Las astutas maniobras de Marset y su equipo creaban una ilusión de normalidad que engañaba a las autoridades y permitía que el flujo de cocaína continuara sin interrupciones.

Los barcos zarpaban hacia Europa, donde la cocaína alimentaba una cadena de distribución que llegaba a las calles de las principales ciudades, afectando vidas y comunidades.

Las consecuencias humanas: una red que no distingue fronteras

Mientras Marset espera su juicio en Estados Unidos, las implicaciones de su red siguen resonando a nivel internacional.

La captura de su ex pareja, Gianina García Troche, en España y su posterior encarcelamiento en Paraguay, evidencian el alcance personal y geográfico del caso.

En cada esquina de Paraguay, las conversaciones sobre la seguridad y corrupción se han intensificado, reflejando una sociedad que busca respuestas y justicia.

Familias enteras en Paraguay viven ahora con el temor de ser asociadas o involucradas en actividades ilegales. Las miradas inquisitivas se han vuelto parte de la vida diaria.

El caso Marset no solo revela un sofisticado sistema de tráfico de drogas; expone las debilidades estructurales en la lucha contra el narcotráfico global.

Esta red no solo impactó a quienes estaban directa o indirectamente involucrados, sino también a comunidades enteras que ahora lidian con la desconfianza y el miedo.

Las reuniones en las plazas, las conversaciones en los mercados y las discusiones en los cafés giran en torno a las impactantes revelaciones del caso Marset.

El impacto económico es otra consecuencia.

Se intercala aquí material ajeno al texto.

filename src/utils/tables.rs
// Summary TSVs: one row per sample, `NA` for anything the reports did not contain.
use std::fmt::Display;
use std::path::Path;

use anyhow::{anyhow, Result};
use tokio::fs::File;
use tokio::io::AsyncWriteExt;

use crate::config::defs::NA;
use crate::utils::metrics::{DuplicationSummary, TrimmingSummary};
use crate::utils::sambam::FlagstatSummary;

pub const MAPPING_HEADER: &str = "sample\ttotal_reads\tmapped_reads\tmapping_percent";
pub const TRIMMING_HEADER: &str = "sample\traw_read_pairs\tcleaned_read_pairs\tkept_percent";
pub const DUPLICATION_HEADER: &str = "sample\tr1_dedup_percent\tr2_dedup_percent\tduplication_rate";


#[derive(Debug, Clone, PartialEq)]
pub struct MappingRow {
    pub sample: String,
    pub stats: FlagstatSummary,
}

#[derive(Debug, Clone, PartialEq)]
pub struct TrimmingRow {
    pub sample: String,
    pub stats: TrimmingSummary,
}

#[derive(Debug, Clone, PartialEq)]
pub struct DuplicationRow {
    pub sample: String,
    pub stats: DuplicationSummary,
}


fn count_cell<T: Display>(value: Option<T>) -> String {
    value.map(|v| v.to_string()).unwrap_or_else(|| NA.to_string())
}

fn percent_cell(value: Option<f64>) -> String {
    value.map(|v| format!("{:.2}", v)).unwrap_or_else(|| NA.to_string())
}


impl MappingRow {
    pub fn to_tsv_line(&self) -> String {
        format!(
            "{}\t{}\t{}\t{}",
            self.sample,
            count_cell(self.stats.total_reads),
            count_cell(self.stats.mapped_reads),
            percent_cell(self.stats.mapping_percent)
        )
    }
}

impl TrimmingRow {
    pub fn to_tsv_line(&self) -> String {
        format!(
            "{}\t{}\t{}\t{}",
            self.sample,
            count_cell(self.stats.raw_read_pairs),
            count_cell(self.stats.cleaned_read_pairs),
            percent_cell(self.stats.kept_percent)
        )
    }
}

impl DuplicationRow {
    pub fn to_tsv_line(&self) -> String {
        format!(
            "{}\t{}\t{}\t{}",
            self.sample,
            percent_cell(self.stats.r1_dedup_percent),
            percent_cell(self.stats.r2_dedup_percent),
            percent_cell(self.stats.duplication_rate)
        )
    }
}


async fn write_tsv(path: &Path, header: &str, lines: Vec<String>) -> Result<()> {
    let mut content = String::with_capacity(64 * (lines.len() + 1));
    content.push_str(header);
    content.push('\n');
    for line in lines {
        content.push_str(&line);
        content.push('\n');
    }

    let mut file = File::create(path).await
        .map_err(|e| anyhow!("Failed to create output file {}: {}", path.display(), e))?;
    file.write_all(content.as_bytes()).await
        .map_err(|e| anyhow!("Failed to write to output file {}: {}", path.display(), e))?;
    file.flush().await
        .map_err(|e| anyhow!("Failed to flush output file {}: {}", path.display(), e))?;
    Ok(())
}

pub async fn write_mapping_table(path: &Path, rows: &[MappingRow]) -> Result<()> {
    write_tsv(path, MAPPING_HEADER, rows.iter().map(MappingRow::to_tsv_line).collect()).await
}

pub async fn write_trimming_table(path: &Path, rows: &[TrimmingRow]) -> Result<()> {
    write_tsv(path, TRIMMING_HEADER, rows.iter().map(TrimmingRow::to_tsv_line).collect()).await
}

pub async fn write_duplication_table(path: &Path, rows: &[DuplicationRow]) -> Result<()> {
    write_tsv(path, DUPLICATION_HEADER, rows.iter().map(DuplicationRow::to_tsv_line).collect()).await
}


fn parse_cell<T: std::str::FromStr>(cell: &str, column: &str, line_no: usize) -> Result<Option<T>> {
    let cell = cell.trim();
    if cell == NA {
        return Ok(None);
    }
    cell.parse::<T>()
        .map(Some)
        .map_err(|_| anyhow!("Invalid {} value '{}' on line {}", column, cell, line_no))
}

/// Splits a table into data rows of exactly four cells, checking the header.
fn table_rows<'a>(text: &'a str, header: &str) -> Result<Vec<(usize, [&'a str; 4])>> {
    let mut lines = text.lines().enumerate();
    match lines.next() {
        Some((_, first)) if first.trim_end() == header => {}
        Some((_, first)) => return Err(anyhow!("Unexpected table header: {}", first)),
        None => return Err(anyhow!("Empty table")),
    }

    let mut rows = Vec::new();
    for (idx, line) in lines {
        if line.trim().is_empty() {
            continue;
        }
        let fields: Vec<&str> = line.split('\t').collect();
        if fields.len() != 4 {
            return Err(anyhow!(
                "Expected 4 columns, found {} on line {}: '{}'",
                fields.len(),
                idx + 1,
                line
            ));
        }
        rows.push((idx + 1, [fields[0], fields[1], fields[2], fields[3]]));
    }
    Ok(rows)
}

pub fn parse_mapping_table(text: &str) -> Result<Vec<MappingRow>> {
    table_rows(text, MAPPING_HEADER)?
        .into_iter()
        .map(|(line_no, [sample, total, mapped, percent])| -> Result<MappingRow> {
            Ok(MappingRow {
                sample: sample.to_string(),
                stats: FlagstatSummary {
                    total_reads: parse_cell(total, "total_reads", line_no)?,
                    mapped_reads: parse_cell(mapped, "mapped_reads", line_no)?,
                    mapping_percent: parse_cell(percent, "mapping_percent", line_no)?,
                },
            })
        })
        .collect()
}

pub fn parse_trimming_table(text: &str) -> Result<Vec<TrimmingRow>> {
    table_rows(text, TRIMMING_HEADER)?
        .into_iter()
        .map(|(line_no, [sample, raw, cleaned, kept])| -> Result<TrimmingRow> {
            Ok(TrimmingRow {
                sample: sample.to_string(),
                stats: TrimmingSummary {
                    raw_read_pairs: parse_cell(raw, "raw_read_pairs", line_no)?,
                    cleaned_read_pairs: parse_cell(cleaned, "cleaned_read_pairs", line_no)?,
                    kept_percent: parse_cell(kept, "kept_percent", line_no)?,
                },
            })
        })
        .collect()
}

pub async fn read_mapping_table(path: &Path) -> Result<Vec<MappingRow>> {
    let text = tokio::fs::read_to_string(path).await
        .map_err(|e| anyhow!("Failed to read {}: {}", path.display(), e))?;
    parse_mapping_table(&text)
}

pub async fn read_trimming_table(path: &Path) -> Result<Vec<TrimmingRow>> {
    let text = tokio::fs::read_to_string(path).await
        .map_err(|e| anyhow!("Failed to read {}: {}", path.display(), e))?;
    parse_trimming_table(&text)
}
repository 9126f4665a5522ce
pub mod otp;
pub mod token;
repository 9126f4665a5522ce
pub mod db;
pub mod directions;
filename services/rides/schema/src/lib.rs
pub mod rides;
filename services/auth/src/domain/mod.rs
pub mod repository;
pub mod types;
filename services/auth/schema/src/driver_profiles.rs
use sea_orm::entity::prelude::*;

#[derive(Clone, Debug, PartialEq, Eq, DeriveEntityModel)]
#[sea_orm(table_name = "driver_profiles")]
pub struct Model {
    #[sea_orm(primary_key, auto_increment = false)]
    pub id: Uuid,
    #[sea_orm(unique)]
    pub user_id: Uuid,
    pub experience_years: i32,
    pub background_check_status: String,
    pub created_at: chrono::DateTime<chrono::Utc>,
}

#[derive(Copy, Clone, Debug, EnumIter, DeriveRelation)]
pub enum Relation {}

impl ActiveModelBehavior for ActiveModel {}
use aeroride_auth_types::token::{
    IssuedToken, TokenKind, TokenSubject, issue_token, validate_refresh_token,
};

use crate::domain::repository::IdentityRepository;
use crate::domain::types::AuthUser;
use crate::error::AuthServiceError;

#[derive(Debug)]
pub struct RefreshTokenOutput {
    pub user: AuthUser,
    /// Carried over from the refresh token so rotated cookies keep the
    /// persistence chosen at sign-in.
    pub remember: bool,
    pub access: IssuedToken,
    pub refresh: IssuedToken,
}

pub struct RefreshTokenUseCase<I: IdentityRepository> {
    pub identities: I,
    pub jwt_secret: String,
}

impl<I: IdentityRepository> RefreshTokenUseCase<I> {
    pub async fn execute(
        &self,
        refresh_token_value: &str,
    ) -> Result<RefreshTokenOutput, AuthServiceError> {
        // Access tokens are rejected here even when their signature is valid.
        let info = validate_refresh_token(refresh_token_value, &self.jwt_secret)
            .map_err(|_| AuthServiceError::InvalidRefreshToken)?;

        let user = self
            .identities
            .find_by_id(info.user_id)
            .await?
            .ok_or(AuthServiceError::InvalidRefreshToken)?;

        // Role comes from storage, not the old token, so promotions apply
        // on the next rotation.
        let subject = TokenSubject {
            user_id: user.id,
            role: user.role,
            remember: info.remember,
        };
        let access = issue_token(&subject, TokenKind::Access, &self.jwt_secret)
            .map_err(|e| AuthServiceError::Internal(e.into()))?;
        let refresh = issue_token(&subject, TokenKind::Refresh, &self.jwt_secret)
            .map_err(|e| AuthServiceError::Internal(e.into()))?;

        Ok(RefreshTokenOutput {
            user,
            remember: info.remember,
            access,
            refresh,
        })
    }
}
use sea_orm_migration::prelude::*;

#[derive(DeriveMigrationName)]
pub struct Migration;

#[async_trait::async_trait]
impl MigrationTrait for Migration {
    async fn up(&self, manager: &SchemaManager) -> Result<(), DbErr> {
        manager
            .create_table(
                Table::create()
                    .table(Profiles::Table)
                    .if_not_exists()
                    .col(ColumnDef::new(Profiles::Id).uuid().not_null().primary_key())
                    .col(ColumnDef::new(Profiles::UserId).uuid().not_null().unique_key())
                    .col(ColumnDef::new(Profiles::Email).string().not_null())
                    .col(ColumnDef::new(Profiles::FullName).string().not_null())
                    .col(
                        ColumnDef::new(Profiles::Role)
                            .string()
                            .not_null()
                            .default("passenger"),
                    )
                    .col(
                        ColumnDef::new(Profiles::IsVerified)
                            .boolean()
                            .not_null()
                            .default(false),
                    )
                    .col(
                        ColumnDef::new(Profiles::CreatedAt)
                            .timestamp_with_time_zone()
                            .not_null(),
                    )
                    .col(
                        ColumnDef::new(Profiles::UpdatedAt)
                            .timestamp_with_time_zone()
                            .not_null(),
                    )
                    .foreign_key(
                        ForeignKey::create()
                            .from(Profiles::Table, Profiles::UserId)
                            .to(Users::Table, Users::Id)
                            .on_delete(ForeignKeyAction::Cascade),
                    )
                    .to_owned(),
            )
            .await?;

        manager
            .create_index(
                Index::create()
                    .table(Profiles::Table)
                    .col(Profiles::Email)
                    .name("idx_profiles_email")
                    .to_owned(),
            )
            .await
    }

    async fn down(&self, manager: &SchemaManager) -> Result<(), DbErr> {
        manager
            .drop_table(Table::drop().table(Profiles::Table).to_owned())
            .await
    }
}

#[derive(Iden)]
enum Profiles {
    Table,
    Id,
    UserId,
    Email,
    FullName,
    Role,
    IsVerified,
    CreatedAt,
    UpdatedAt,
}

#[derive(Iden)]
enum Users {
    Table,
    Id,
}
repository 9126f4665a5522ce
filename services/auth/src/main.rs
use std::sync::Arc;
use std::time::Duration;

use sea_orm::Database;
use tracing::info;

use aeroride_auth::config::{AuthConfig, RateLimitBackend};
use aeroride_auth::infra::mailer::ResendMailer;
use aeroride_auth::infra::rate_limit::{MemoryRateLimiter, RateLimiter, RedisRateLimiter};
use aeroride_auth::router::build_router;
use aeroride_auth::state::AppState;
use aeroride_auth_types::identity::JwtSecret;
use aeroride_core::config::Config;
use aeroride_core::tracing::init_tracing;

fn build_rate_limiter(config: &AuthConfig) -> RateLimiter {
    match config.rate_limit_backend {
        RateLimitBackend::Memory => RateLimiter::Memory(Arc::new(MemoryRateLimiter::new(
            config.rate_limit_max_entries,
        ))),
        RateLimitBackend::Redis => {
            let url = config
                .redis_url
                .as_deref()
                .expect("REDIS_URL is required when RATE_LIMIT_BACKEND=redis");
            let pool = deadpool_redis::Config::from_url(url)
                .create_pool(Some(deadpool_redis::Runtime::Tokio1))
                .expect("failed to create Redis pool");
            RateLimiter::Redis(RedisRateLimiter::new(pool))
        }
    }
}

#[tokio::main]
async fn main() {
    init_tracing();

    let config = AuthConfig::from_env();

    let db = Database::connect(&config.database_url)
        .await
        .expect("failed to connect to database");

    let mailer = ResendMailer::new(
        &config.resend_base_url,
        &config.resend_api_key,
        &config.mail_from,
        Duration::from_millis(config.mailer_timeout_ms),
    )
    .expect("failed to build mail client");

    let rate_limiter = build_rate_limiter(&config);
    info!(backend = ?config.rate_limit_backend, "issuance rate limiter ready");

    let state = AppState {
        db,
        jwt_secret: JwtSecret::new(config.jwt_secret.as_str()),
        cookie_domain: config.cookie_domain.clone(),
        mailer,
        rate_limiter,
    };

    let router = build_router(state);
    let addr = format!("0.0.0.0:{}", config.auth_port);
    let listener = tokio::net::TcpListener::bind(&addr)
        .await
        .expect("failed to bind");

    info!("auth service listening on {addr}");
    axum::serve(listener, router).await.expect("server error");
}
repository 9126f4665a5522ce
use sea_orm::entity::prelude::*;

/// Booked airport ride. `status` and `vehicle_type` hold snake_case names.
#[derive(Clone, Debug, PartialEq, DeriveEntityModel)]
#[sea_orm(table_name = "rides")]
pub struct Model {
    #[sea_orm(primary_key, auto_increment = false)]
    pub id: Uuid,
    pub passenger_id: Uuid,
    pub driver_id: Option<Uuid>,
    pub airport_id: String,
    pub pickup_location: String,
    pub pickup_latitude: f64,
    pub pickup_longitude: f64,
    pub destination_location: String,
    pub destination_latitude: f64,
    pub destination_longitude: f64,
    pub distance_km: f64,
    pub estimated_duration: i32,
    pub fare_amount: f64,
    pub currency: String,
    pub route_source: String,
    pub vehicle_type: String,
    pub passenger_count: i32,
    pub special_requests: Option<String>,
    #[sea_orm(unique)]
    pub qr_code: String,
    pub scheduled_time: Option<chrono::DateTime<chrono::Utc>>,
    pub status: String,
    pub created_at: chrono::DateTime<chrono::Utc>,
    pub updated_at: chrono::DateTime<chrono::Utc>,
}

#[derive(Copy, Clone, Debug, EnumIter, DeriveRelation)]
pub enum Relation {}

impl ActiveModelBehavior for ActiveModel {}
//! User role domain types.

use std::fmt;
use std::str::FromStr;

use serde::{Deserialize, Serialize};

/// Marketplace role attached to a profile.
///
/// Wire format inside session tokens: `u8` (see [`UserRole::as_u8`]).
/// Storage format: the snake_case name (see [`UserRole::as_str`]).
#[derive(Debug, Clone, Copy, PartialEq, Eq, Hash, Default, Serialize, Deserialize)]
#[serde(rename_all = "snake_case")]
pub enum UserRole {
    #[default]
    Passenger = 0,
    Driver = 1,
    GaragePartner = 2,
    AirlinePartner = 3,
    AirlineAdmin = 4,
    SuperAdmin = 5,
}

#[derive(Debug, Clone, PartialEq, Eq, thiserror::Error)]
#[error("unknown user role: {0}")]
pub struct UnknownRole(pub String);

impl UserRole {
    /// Convert from `u8` wire value. Returns `None` for unknown values.
    pub fn from_u8(v: u8) -> Option<Self> {
        match v {
            0 => Some(Self::Passenger),
            1 => Some(Self::Driver),
            2 => Some(Self::GaragePartner),
            3 => Some(Self::AirlinePartner),
            4 => Some(Self::AirlineAdmin),
            5 => Some(Self::SuperAdmin),
            _ => None,
        }
    }

    pub fn as_u8(self) -> u8 {
        self as u8
    }

    pub fn as_str(self) -> &'static str {
        match self {
            Self::Passenger => "passenger",
            Self::Driver => "driver",
            Self::GaragePartner => "garage_partner",
            Self::AirlinePartner => "airline_partner",
            Self::AirlineAdmin => "airline_admin",
            Self::SuperAdmin => "super_admin",
        }
    }

    /// Roles a user may pick for themselves at sign-up. Admin roles are
    /// granted out of band.
    pub fn is_self_selectable(self) -> bool {
        matches!(
            self,
            Self::Passenger | Self::Driver | Self::GaragePartner | Self::AirlinePartner
        )
    }

    /// Whether a holder of `self` may act where `required` is demanded.
    pub fn satisfies(self, required: UserRole) -> bool {
        match self {
            Self::SuperAdmin => true,
            Self::AirlineAdmin => matches!(required, Self::AirlineAdmin | Self::AirlinePartner),
            other => other == required,
        }
    }
}

impl fmt::Display for UserRole {
    fn fmt(&self, f: &mut fmt::Formatter<'_>) -> fmt::Result {
        f.write_str(self.as_str())
    }
}

impl FromStr for UserRole {
    type Err = UnknownRole;

    fn from_str(s: &str) -> Result<Self, Self::Err> {
        match s {
            "passenger" => Ok(Self::Passenger),
            "driver" => Ok(Self::Driver),
            "garage_partner" => Ok(Self::GaragePartner),
            "airline_partner" => Ok(Self::AirlinePartner),
            "airline_admin" => Ok(Self::AirlineAdmin),
            "super_admin" => Ok(Self::SuperAdmin),
            other => Err(UnknownRole(other.to_owned())),
        }
    }
}
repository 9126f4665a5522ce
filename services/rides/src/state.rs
use std::sync::Arc;

use axum::extract::FromRef;
use sea_orm::DatabaseConnection;

use aeroride_auth_types::identity::JwtSecret;

use crate::infra::db::DbRideRepository;
use crate::infra::directions::GoogleDirections;

#[derive(Clone)]
pub struct AppState {
    pub db: DatabaseConnection,
    pub jwt_secret: JwtSecret,
    pub directions: GoogleDirections,
    /// Stamped on every quote.
    pub currency: Arc<str>,
}

impl AppState {
    pub fn ride_repo(&self) -> DbRideRepository {
        DbRideRepository {
            db: self.db.clone(),
        }
    }
}

impl FromRef<AppState> for JwtSecret {
    fn from_ref(state: &AppState) -> Self {
        state.jwt_secret.clone()
    }
}
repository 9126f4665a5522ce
use axum::{
    Json,
    extract::{Path, Query, State},
    http::StatusCode,
};
use chrono::{DateTime, Utc};
use serde::{Deserialize, Serialize};

use aeroride_auth_types::identity::SessionIdentity;
use aeroride_core::error::AppError;
use aeroride_domain::geo::Coordinates;
use aeroride_domain::id::{RideId, UserId};
use aeroride_domain::pagination::PageRequest;
use aeroride_domain::ride::RideStatus;
use aeroride_domain::vehicle::VehicleClass;

use crate::domain::types::{Place, Ride, RouteSource};
use crate::error::RidesServiceError;
use crate::handlers::actor;
use crate::state::AppState;
use crate::usecase::ride::{
    CreateRideInput, CreateRideUseCase, DeleteRideUseCase, GetRideUseCase, ListRidesUseCase,
    UpdateRideStatusUseCase,
};

// ── Response types ───────────────────────────────────────────────────────────

#[derive(Serialize)]
pub struct RideResponse {
    pub id: RideId,
    pub passenger_id: UserId,
    pub driver_id: Option<UserId>,
    pub airport_id: String,
    pub pickup_location: String,
    pub pickup_latitude: f64,
    pub pickup_longitude: f64,
    pub destination_location: String,
    pub destination_latitude: f64,
    pub destination_longitude: f64,
    pub distance_km: f64,
    pub estimated_duration: u32,
    pub fare_amount: f64,
    pub currency: String,
    pub vehicle_type: VehicleClass,
    pub route_source: RouteSource,
    pub passenger_count: i32,
    pub special_requests: Option<String>,
    pub qr_code: String,
    #[serde(serialize_with = "aeroride_core::serde::to_rfc3339_ms_opt")]
    pub scheduled_time: Option<DateTime<Utc>>,
    pub status: RideStatus,
    #[serde(serialize_with = "aeroride_core::serde::to_rfc3339_ms")]
    pub created_at: DateTime<Utc>,
    #[serde(serialize_with = "aeroride_core::serde::to_rfc3339_ms")]
    pub updated_at: DateTime<Utc>,
}

impl From<Ride> for RideResponse {
    fn from(ride: Ride) -> Self {
        Self {
            id: ride.id,
            passenger_id: ride.passenger_id,
            driver_id: ride.driver_id,
            airport_id: ride.airport_id,
            pickup_location: ride.pickup.label,
            pickup_latitude: ride.pickup.coordinates.latitude,
            pickup_longitude: ride.pickup.coordinates.longitude,
            destination_location: ride.destination.label,
            destination_latitude: ride.destination.coordinates.latitude,
            destination_longitude: ride.destination.coordinates.longitude,
            distance_km: ride.quote.distance_km,
            estimated_duration: ride.quote.estimated_duration,
            fare_amount: ride.quote.fare_amount,
            currency: ride.quote.currency,
            vehicle_type: ride.quote.vehicle_type,
            route_source: ride.quote.route_source,
            passenger_count: ride.passenger_count,
            special_requests: ride.special_requests,
            qr_code: ride.qr_code,
            scheduled_time: ride.scheduled_time,
            status: ride.status,
            created_at: ride.created_at,
            updated_at: ride.updated_at,
        }
    }
}

// ── POST /rides ──────────────────────────────────────────────────────────────

#[derive(Deserialize)]
pub struct CreateRideRequest {
    pub airport_id: Option<String>,
    pub pickup_location: Option<String>,
    pub pickup_latitude: Option<f64>,
    pub pickup_longitude: Option<f64>,
    pub destination_location: Option<String>,
    pub destination_latitude: Option<f64>,
    pub destination_longitude: Option<f64>,
    pub vehicle_type: Option<String>,
    pub passenger_count: Option<i32>,
    pub special_requests: Option<String>,
    pub scheduled_time: Option<DateTime<Utc>>,
}

#[derive(Default)]
struct Missing(Vec<&'static str>);

impl Missing {
    fn text(&mut self, value: Option<String>, name: &'static str) -> String {
        match value.map(|v| v.trim().to_owned()).filter(|v| !v.is_empty()) {
            Some(v) => v,
            None => {
                self.0.push(name);
                String::new()
            }
        }
    }

    fn number(&mut self, value: Option<f64>, name: &'static str) -> f64 {
        if value.is_none() {
            self.0.push(name);
        }
        value.unwrap_or_default()
    }
}

impl CreateRideRequest {
    /// Every missing field is reported at once, in request order.
    fn into_input(self) -> Result<CreateRideInput, RidesServiceError> {
        let mut missing = Missing::default();
        let airport_id = missing.text(self.airport_id, "airport_id");
        let pickup = Place {
            label: missing.text(self.pickup_location, "pickup_location"),
            coordinates: Coordinates::new(
                missing.number(self.pickup_latitude, "pickup_latitude"),
                missing.number(self.pickup_longitude, "pickup_longitude"),
            ),
        };
        let destination = Place {
            label: missing.text(self.destination_location, "destination_location"),
            coordinates: Coordinates::new(
                missing.number(self.destination_latitude, "destination_latitude"),
                missing.number(self.destination_longitude, "destination_longitude"),
            ),
        };
        let vehicle_type = missing.text(self.vehicle_type, "vehicle_type");
        if !missing.0.is_empty() {
            return Err(RidesServiceError::MissingFields(missing.0));
        }
        Ok(CreateRideInput {
            airport_id,
            pickup,
            destination,
            vehicle_type,
            passenger_count: self.passenger_count,
            special_requests: self.special_requests,
            scheduled_time: self.scheduled_time,
        })
    }
}

pub async fn create_ride(
    identity: Result<SessionIdentity, AppError>,
    State(state): State<AppState>,
    Json(body): Json<CreateRideRequest>,
) -> Result<(StatusCode, Json<RideResponse>), RidesServiceError> {
    let actor = actor(identity)?;
    let input = body.into_input()?;
    let usecase = CreateRideUseCase {
        rides: state.ride_repo(),
        routes: state.directions.clone(),
        currency: state.currency.to_string(),
    };
    let ride = usecase.execute(actor.user_id, input).await?;
    Ok((StatusCode::CREATED, Json(ride.into())))
}

// ── GET /rides ───────────────────────────────────────────────────────────────

pub async fn list_rides(
    identity: Result<SessionIdentity, AppError>,
    State(state): State<AppState>,
    Query(page): Query<PageRequest>,
) -> Result<Json<Vec<RideResponse>>, RidesServiceError> {
    let actor = actor(identity)?;
    let usecase = ListRidesUseCase {
        rides: state.ride_repo(),
    };
    let rides = usecase.execute(actor.user_id, page).await?;
    Ok(Json(rides.into_iter().map(RideResponse::from).collect()))
}

// ── GET /rides/{id} ──────────────────────────────────────────────────────────

pub async fn get_ride(
    identity: Result<SessionIdentity, AppError>,
    State(state): State<AppState>,
    Path(id): Path<RideId>,
) -> Result<Json<RideResponse>, RidesServiceError> {
    let actor = actor(identity)?;
    let usecase = GetRideUseCase {
        rides: state.ride_repo(),
    };
    let ride = usecase.execute(actor.user_id, id).await?;
    Ok(Json(ride.into()))
}

// ── PATCH /rides/{id} ────────────────────────────────────────────────────────

#[derive(Deserialize)]
pub struct UpdateRideRequest {
    pub status: Option<String>,
}

fn parse_status(status: Option<String>) -> Result<RideStatus, RidesServiceError> {
    let status = status
        .map(|s| s.trim().to_owned())
        .filter(|s| !s.is_empty())
        .ok_or_else(|| RidesServiceError::MissingFields(vec!["status"]))?;
    status
        .parse()
        .map_err(|_| RidesServiceError::UnknownStatus(status))
}

pub async fn update_ride(
    identity: Result<SessionIdentity, AppError>,
    State(state): State<AppState>,
    Path(id): Path<RideId>,
    Json(body): Json<UpdateRideRequest>,
) -> Result<Json<RideResponse>, RidesServiceError> {
    let actor = actor(identity)?;
    let next = parse_status(body.status)?;
    let usecase = UpdateRideStatusUseCase {
        rides: state.ride_repo(),
    };
    let ride = usecase.execute(actor, id, next).await?;
    Ok(Json(ride.into()))
}

// ── DELETE /rides/{id} ───────────────────────────────────────────────────────

#[derive(Serialize)]
pub struct DeleteRideResponse {
    pub message: &'static str,
}

pub async fn delete_ride(
    identity: Result<SessionIdentity, AppError>,
    State(state): State<AppState>,
    Path(id): Path<RideId>,
) -> Result<Json<DeleteRideResponse>, RidesServiceError> {
    let actor = actor(identity)?;
    let usecase = DeleteRideUseCase {
        rides: state.ride_repo(),
    };
    usecase.execute(actor.user_id, id).await?;
    Ok(Json(DeleteRideResponse {
        message: "Ride deleted successfully",
    }))
}
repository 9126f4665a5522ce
use tracing::warn;

use aeroride_domain::geo::Coordinates;
use aeroride_domain::vehicle::VehicleClass;

use crate::domain::repository::RoutePort;
use crate::domain::types::{FareQuote, RouteEstimate, RouteSource};
use crate::error::RidesServiceError;

pub(crate) fn validate_coordinates(points: [Coordinates; 2]) -> Result<(), RidesServiceError> {
    for point in points {
        point
            .validated()
            .map_err(|_| RidesServiceError::InvalidCoordinates)?;
    }
    Ok(())
}

/// Price a trip. Routing failures of any kind fall back to the
/// straight-line distance; pricing itself cannot fail.
pub async fn quote_trip<P: RoutePort>(
    routes: &P,
    currency: &str,
    pickup: &Coordinates,
    destination: &Coordinates,
    vehicle: VehicleClass,
) -> FareQuote {
    let (route, source) = match routes.route(pickup, destination).await {
        Ok(route) => (route, RouteSource::Directions),
        Err(e) => {
            warn!(error = %e, "routing unavailable, using straight-line distance");
            (
                RouteEstimate::straight_line(pickup, destination),
                RouteSource::Haversine,
            )
        }
    };
    FareQuote::price(route, source, vehicle, currency)
}

pub struct EstimateInput {
    pub pickup: Coordinates,
    pub destination: Coordinates,
    /// Free-form class name; unknown names price as compact.
    pub vehicle_type: String,
}

pub struct EstimateFareUseCase<P: RoutePort> {
    pub routes: P,
    pub currency: String,
}

impl<P: RoutePort> EstimateFareUseCase<P> {
    pub async fn execute(&self, input: EstimateInput) -> Result<FareQuote, RidesServiceError> {
        validate_coordinates([input.pickup, input.destination])?;
        let vehicle = VehicleClass::from_name_lenient(&input.vehicle_type);
        Ok(quote_trip(
            &self.routes,
            &self.currency,
            &input.pickup,
            &input.destination,
            vehicle,
        )
        .await)
    }
}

Las exportaciones legítimas de Paraguay enfrentan ahora una mayor escrutinio y control, lo que afecta a los negocios y a los trabajadores que dependen de ellos.

En Europa, donde la cocaína de Marset finalmente llegaba, las autoridades luchan por detener una marea de narcóticos que afecta la salud pública y alimenta la criminalidad.

La desarticulación de esta red es un recordatorio de la complejidad del narcotráfico y de los desafíos en la cooperación internacional para combatirlo.

El caso Marset continúa siendo un tema candente en los medios y para los ciudadanos, que esperan ver justicia y cambios concretos en la lucha contra el narcotráfico.

Las comunidades afectadas, tanto en América Latina como en Europa, anhelan una solución que no solo detenga el flujo de drogas, sino que también restaure la confianza y la seguridad en sus vidas cotidianas.

Las historias de aquellos atrapados en la red de Marset emergen lentamente, mostrando un panorama devastador de cómo el narcotráfico penetra en todos los niveles de la sociedad.